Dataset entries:
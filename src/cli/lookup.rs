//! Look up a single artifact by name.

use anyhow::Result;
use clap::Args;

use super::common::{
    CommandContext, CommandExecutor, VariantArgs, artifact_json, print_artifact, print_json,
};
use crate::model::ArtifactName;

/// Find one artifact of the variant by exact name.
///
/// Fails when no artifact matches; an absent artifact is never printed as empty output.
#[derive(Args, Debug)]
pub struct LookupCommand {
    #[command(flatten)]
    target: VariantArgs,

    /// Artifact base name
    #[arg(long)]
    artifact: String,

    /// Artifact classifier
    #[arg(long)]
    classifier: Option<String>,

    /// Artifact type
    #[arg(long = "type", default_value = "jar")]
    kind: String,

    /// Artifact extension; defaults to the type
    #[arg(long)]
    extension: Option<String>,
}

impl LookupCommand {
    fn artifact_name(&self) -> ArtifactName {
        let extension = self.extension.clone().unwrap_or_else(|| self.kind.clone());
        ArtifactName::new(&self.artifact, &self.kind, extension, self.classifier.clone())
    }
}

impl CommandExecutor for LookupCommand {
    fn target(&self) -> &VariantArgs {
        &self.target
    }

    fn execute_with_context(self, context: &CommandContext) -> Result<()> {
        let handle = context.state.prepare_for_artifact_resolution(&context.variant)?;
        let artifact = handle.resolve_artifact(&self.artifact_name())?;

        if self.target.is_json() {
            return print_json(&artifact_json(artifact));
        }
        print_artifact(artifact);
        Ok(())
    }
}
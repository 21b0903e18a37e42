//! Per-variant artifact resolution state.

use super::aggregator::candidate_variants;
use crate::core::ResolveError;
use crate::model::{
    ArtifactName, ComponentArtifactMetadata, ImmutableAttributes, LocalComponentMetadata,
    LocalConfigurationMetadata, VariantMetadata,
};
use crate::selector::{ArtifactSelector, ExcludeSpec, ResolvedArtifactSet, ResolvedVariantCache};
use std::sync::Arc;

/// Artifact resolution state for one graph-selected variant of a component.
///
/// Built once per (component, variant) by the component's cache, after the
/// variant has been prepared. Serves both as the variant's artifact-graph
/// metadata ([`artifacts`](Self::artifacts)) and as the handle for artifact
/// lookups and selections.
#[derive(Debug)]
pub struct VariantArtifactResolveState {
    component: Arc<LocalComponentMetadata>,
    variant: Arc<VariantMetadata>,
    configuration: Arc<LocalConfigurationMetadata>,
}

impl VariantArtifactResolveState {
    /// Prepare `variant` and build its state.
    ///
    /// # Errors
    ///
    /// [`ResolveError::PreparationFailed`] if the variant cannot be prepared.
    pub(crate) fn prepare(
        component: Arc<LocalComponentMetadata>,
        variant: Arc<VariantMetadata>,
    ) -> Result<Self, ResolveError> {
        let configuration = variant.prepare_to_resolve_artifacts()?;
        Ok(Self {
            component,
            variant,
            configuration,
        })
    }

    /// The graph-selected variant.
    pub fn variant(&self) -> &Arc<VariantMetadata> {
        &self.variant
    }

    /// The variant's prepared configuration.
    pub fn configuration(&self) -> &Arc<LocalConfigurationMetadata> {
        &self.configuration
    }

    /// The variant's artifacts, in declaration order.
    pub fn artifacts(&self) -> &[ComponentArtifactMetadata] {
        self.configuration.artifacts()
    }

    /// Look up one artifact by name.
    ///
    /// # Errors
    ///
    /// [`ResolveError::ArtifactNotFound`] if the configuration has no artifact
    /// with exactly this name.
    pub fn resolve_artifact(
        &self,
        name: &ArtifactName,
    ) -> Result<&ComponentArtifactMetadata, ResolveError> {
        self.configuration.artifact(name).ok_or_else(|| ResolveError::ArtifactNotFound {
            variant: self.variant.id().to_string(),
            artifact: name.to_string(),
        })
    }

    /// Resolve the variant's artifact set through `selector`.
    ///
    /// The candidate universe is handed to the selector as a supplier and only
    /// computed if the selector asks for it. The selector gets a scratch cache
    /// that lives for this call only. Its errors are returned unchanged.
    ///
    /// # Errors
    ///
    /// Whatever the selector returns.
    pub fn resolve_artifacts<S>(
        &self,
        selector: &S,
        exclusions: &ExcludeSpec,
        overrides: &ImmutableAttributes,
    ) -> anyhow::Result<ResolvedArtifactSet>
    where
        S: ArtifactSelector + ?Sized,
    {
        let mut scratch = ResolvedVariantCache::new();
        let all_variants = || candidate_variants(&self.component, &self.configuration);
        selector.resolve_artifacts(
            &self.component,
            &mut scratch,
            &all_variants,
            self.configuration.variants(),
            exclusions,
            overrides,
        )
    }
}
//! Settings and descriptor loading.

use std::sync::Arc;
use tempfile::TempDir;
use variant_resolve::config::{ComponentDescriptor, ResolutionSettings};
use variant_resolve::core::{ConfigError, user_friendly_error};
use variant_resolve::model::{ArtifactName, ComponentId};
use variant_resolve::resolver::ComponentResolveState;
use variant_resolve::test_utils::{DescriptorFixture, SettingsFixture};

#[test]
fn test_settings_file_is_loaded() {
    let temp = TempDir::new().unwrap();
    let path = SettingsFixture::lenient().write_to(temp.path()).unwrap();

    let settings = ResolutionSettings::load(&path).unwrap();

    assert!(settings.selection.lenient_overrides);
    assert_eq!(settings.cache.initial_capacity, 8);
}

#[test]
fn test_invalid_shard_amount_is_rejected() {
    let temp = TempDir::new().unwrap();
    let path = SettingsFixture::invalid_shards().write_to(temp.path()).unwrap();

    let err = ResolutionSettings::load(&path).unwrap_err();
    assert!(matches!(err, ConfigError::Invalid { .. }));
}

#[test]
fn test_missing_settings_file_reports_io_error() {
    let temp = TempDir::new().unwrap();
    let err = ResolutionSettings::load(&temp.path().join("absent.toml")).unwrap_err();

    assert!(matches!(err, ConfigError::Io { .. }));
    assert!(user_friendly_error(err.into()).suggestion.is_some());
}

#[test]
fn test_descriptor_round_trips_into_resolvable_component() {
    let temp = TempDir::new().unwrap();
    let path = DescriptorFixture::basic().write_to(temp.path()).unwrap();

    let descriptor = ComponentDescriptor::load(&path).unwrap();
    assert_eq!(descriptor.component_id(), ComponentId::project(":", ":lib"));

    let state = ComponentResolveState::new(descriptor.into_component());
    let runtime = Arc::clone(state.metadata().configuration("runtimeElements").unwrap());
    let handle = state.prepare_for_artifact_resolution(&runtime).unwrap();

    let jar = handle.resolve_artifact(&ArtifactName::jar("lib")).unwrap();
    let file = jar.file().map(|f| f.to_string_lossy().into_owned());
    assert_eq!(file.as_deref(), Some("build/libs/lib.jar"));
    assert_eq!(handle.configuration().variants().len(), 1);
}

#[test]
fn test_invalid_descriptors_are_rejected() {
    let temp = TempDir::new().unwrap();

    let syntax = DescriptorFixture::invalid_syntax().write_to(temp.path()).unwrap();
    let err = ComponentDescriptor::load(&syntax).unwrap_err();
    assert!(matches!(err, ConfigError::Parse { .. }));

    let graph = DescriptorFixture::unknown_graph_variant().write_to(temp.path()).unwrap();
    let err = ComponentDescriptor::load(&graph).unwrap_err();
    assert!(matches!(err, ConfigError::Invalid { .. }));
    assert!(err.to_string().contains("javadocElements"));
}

**EXERCISE AIM:** Return the full data above, line for line.

**ANSWER TO THIS EXERCISE:**
filename src/cli/lookup.rs
//! Look up a single artifact by name.

use anyhow::Result;
use clap::Args;

use super::common::{
    CommandContext, CommandExecutor, VariantArgs, artifact_json, print_artifact, print_json,
};
use crate::model::ArtifactName;

/// Find one artifact of the variant by exact name.
///
/// Fails when no artifact matches; an absent artifact is never printed as empty output.
#[derive(Args, Debug)]
pub struct LookupCommand {
    #[command(flatten)]
    target: VariantArgs,

    /// Artifact base name
    #[arg(long)]
    artifact: String,

    /// Artifact classifier
    #[arg(long)]
    classifier: Option<String>,

    /// Artifact type
    #[arg(long = "type", default_value = "jar")]
    kind: String,

    /// Artifact extension; defaults to the type
    #[arg(long)]
    extension: Option<String>,
}

impl LookupCommand {
    fn artifact_name(&self) -> ArtifactName {
        let extension = self.extension.clone().unwrap_or_else(|| self.kind.clone());
        ArtifactName::new(&self.artifact, &self.kind, extension, self.classifier.clone())
    }
}

impl CommandExecutor for LookupCommand {
    fn target(&self) -> &VariantArgs {
        &self.target
    }

    fn execute_with_context(self, context: &CommandContext) -> Result<()> {
        let handle = context.state.prepare_for_artifact_resolution(&context.variant)?;
        let artifact = handle.resolve_artifact(&self.artifact_name())?;

        if self.target.is_json() {
            return print_json(&artifact_json(artifact));
        }
        print_artifact(artifact);
        Ok(())
    }
}
repository 21b0903e18a37e42
//! Per-variant artifact resolution state.

use super::aggregator::candidate_variants;
use crate::core::ResolveError;
use crate::model::{
    ArtifactName, ComponentArtifactMetadata, ImmutableAttributes, LocalComponentMetadata,
    LocalConfigurationMetadata, VariantMetadata,
};
use crate::selector::{ArtifactSelector, ExcludeSpec, ResolvedArtifactSet, ResolvedVariantCache};
use std::sync::Arc;

/// Artifact resolution state for one graph-selected variant of a component.
///
/// Built once per (component, variant) by the component's cache, after the
/// variant has been prepared. Serves both as the variant's artifact-graph
/// metadata ([`artifacts`](Self::artifacts)) and as the handle for artifact
/// lookups and selections.
#[derive(Debug)]
pub struct VariantArtifactResolveState {
    component: Arc<LocalComponentMetadata>,
    variant: Arc<VariantMetadata>,
    configuration: Arc<LocalConfigurationMetadata>,
}

impl VariantArtifactResolveState {
    /// Prepare `variant` and build its state.
    ///
    /// # Errors
    ///
    /// [`ResolveError::PreparationFailed`] if the variant cannot be prepared.
    pub(crate) fn prepare(
        component: Arc<LocalComponentMetadata>,
        variant: Arc<VariantMetadata>,
    ) -> Result<Self, ResolveError> {
        let configuration = variant.prepare_to_resolve_artifacts()?;
        Ok(Self {
            component,
            variant,
            configuration,
        })
    }

    /// The graph-selected variant.
    pub fn variant(&self) -> &Arc<VariantMetadata> {
        &self.variant
    }

    /// The variant's prepared configuration.
    pub fn configuration(&self) -> &Arc<LocalConfigurationMetadata> {
        &self.configuration
    }

    /// The variant's artifacts, in declaration order.
    pub fn artifacts(&self) -> &[ComponentArtifactMetadata] {
        self.configuration.artifacts()
    }

    /// Look up one artifact by name.
    ///
    /// # Errors
    ///
    /// [`ResolveError::ArtifactNotFound`] if the configuration has no artifact
    /// with exactly this name.
    pub fn resolve_artifact(
        &self,
        name: &ArtifactName,
    ) -> Result<&ComponentArtifactMetadata, ResolveError> {
        self.configuration.artifact(name).ok_or_else(|| ResolveError::ArtifactNotFound {
            variant: self.variant.id().to_string(),
            artifact: name.to_string(),
        })
    }

    /// Resolve the variant's artifact set through `selector`.
    ///
    /// The candidate universe is handed to the selector as a supplier and only
    /// computed if the selector asks for it. The selector gets a scratch cache
    /// that lives for this call only. Its errors are returned unchanged.
    ///
    /// # Errors
    ///
    /// Whatever the selector returns.
    pub fn resolve_artifacts<S>(
        &self,
        selector: &S,
        exclusions: &ExcludeSpec,
        overrides: &ImmutableAttributes,
    ) -> anyhow::Result<ResolvedArtifactSet>
    where
        S: ArtifactSelector + ?Sized,
    {
        let mut scratch = ResolvedVariantCache::new();
        let all_variants = || candidate_variants(&self.component, &self.configuration);
        selector.resolve_artifacts(
            &self.component,
            &mut scratch,
            &all_variants,
            self.configuration.variants(),
            exclusions,
            overrides,
        )
    }
}
//! Settings and descriptor loading.

use std::sync::Arc;
use tempfile::TempDir;
use variant_resolve::config::{ComponentDescriptor, ResolutionSettings};
use variant_resolve::core::{ConfigError, user_friendly_error};
use variant_resolve::model::{ArtifactName, ComponentId};
use variant_resolve::resolver::ComponentResolveState;
use variant_resolve::test_utils::{DescriptorFixture, SettingsFixture};

#[test]
fn test_settings_file_is_loaded() {
    let temp = TempDir::new().unwrap();
    let path = SettingsFixture::lenient().write_to(temp.path()).unwrap();

    let settings = ResolutionSettings::load(&path).unwrap();

    assert!(settings.selection.lenient_overrides);
    assert_eq!(settings.cache.initial_capacity, 8);
}

#[test]
fn test_invalid_shard_amount_is_rejected() {
    let temp = TempDir::new().unwrap();
    let path = SettingsFixture::invalid_shards().write_to(temp.path()).unwrap();

    let err = ResolutionSettings::load(&path).unwrap_err();
    assert!(matches!(err, ConfigError::Invalid { .. }));
}

#[test]
fn test_missing_settings_file_reports_io_error() {
    let temp = TempDir::new().unwrap();
    let err = ResolutionSettings::load(&temp.path().join("absent.toml")).unwrap_err();

    assert!(matches!(err, ConfigError::Io { .. }));
    assert!(user_friendly_error(err.into()).suggestion.is_some());
}

#[test]
fn test_descriptor_round_trips_into_resolvable_component() {
    let temp = TempDir::new().unwrap();
    let path = DescriptorFixture::basic().write_to(temp.path()).unwrap();

    let descriptor = ComponentDescriptor::load(&path).unwrap();
    assert_eq!(descriptor.component_id(), ComponentId::project(":", ":lib"));

    let state = ComponentResolveState::new(descriptor.into_component());
    let runtime = Arc::clone(state.metadata().configuration("runtimeElements").unwrap());
    let handle = state.prepare_for_artifact_resolution(&runtime).unwrap();

    let jar = handle.resolve_artifact(&ArtifactName::jar("lib")).unwrap();
    let file = jar.file().map(|f| f.to_string_lossy().into_owned());
    assert_eq!(file.as_deref(), Some("build/libs/lib.jar"));
    assert_eq!(handle.configuration().variants().len(), 1);
}

#[test]
fn test_invalid_descriptors_are_rejected() {
    let temp = TempDir::new().unwrap();

    let syntax = DescriptorFixture::invalid_syntax().write_to(temp.path()).unwrap();
    let err = ComponentDescriptor::load(&syntax).unwrap_err();
    assert!(matches!(err, ConfigError::Parse { .. }));

    let graph = DescriptorFixture::unknown_graph_variant().write_to(temp.path()).unwrap();
    let err = ComponentDescriptor::load(&graph).unwrap_err();
    assert!(matches!(err, ConfigError::Invalid { .. }));
    assert!(err.to_string().contains("javadocElements"));
}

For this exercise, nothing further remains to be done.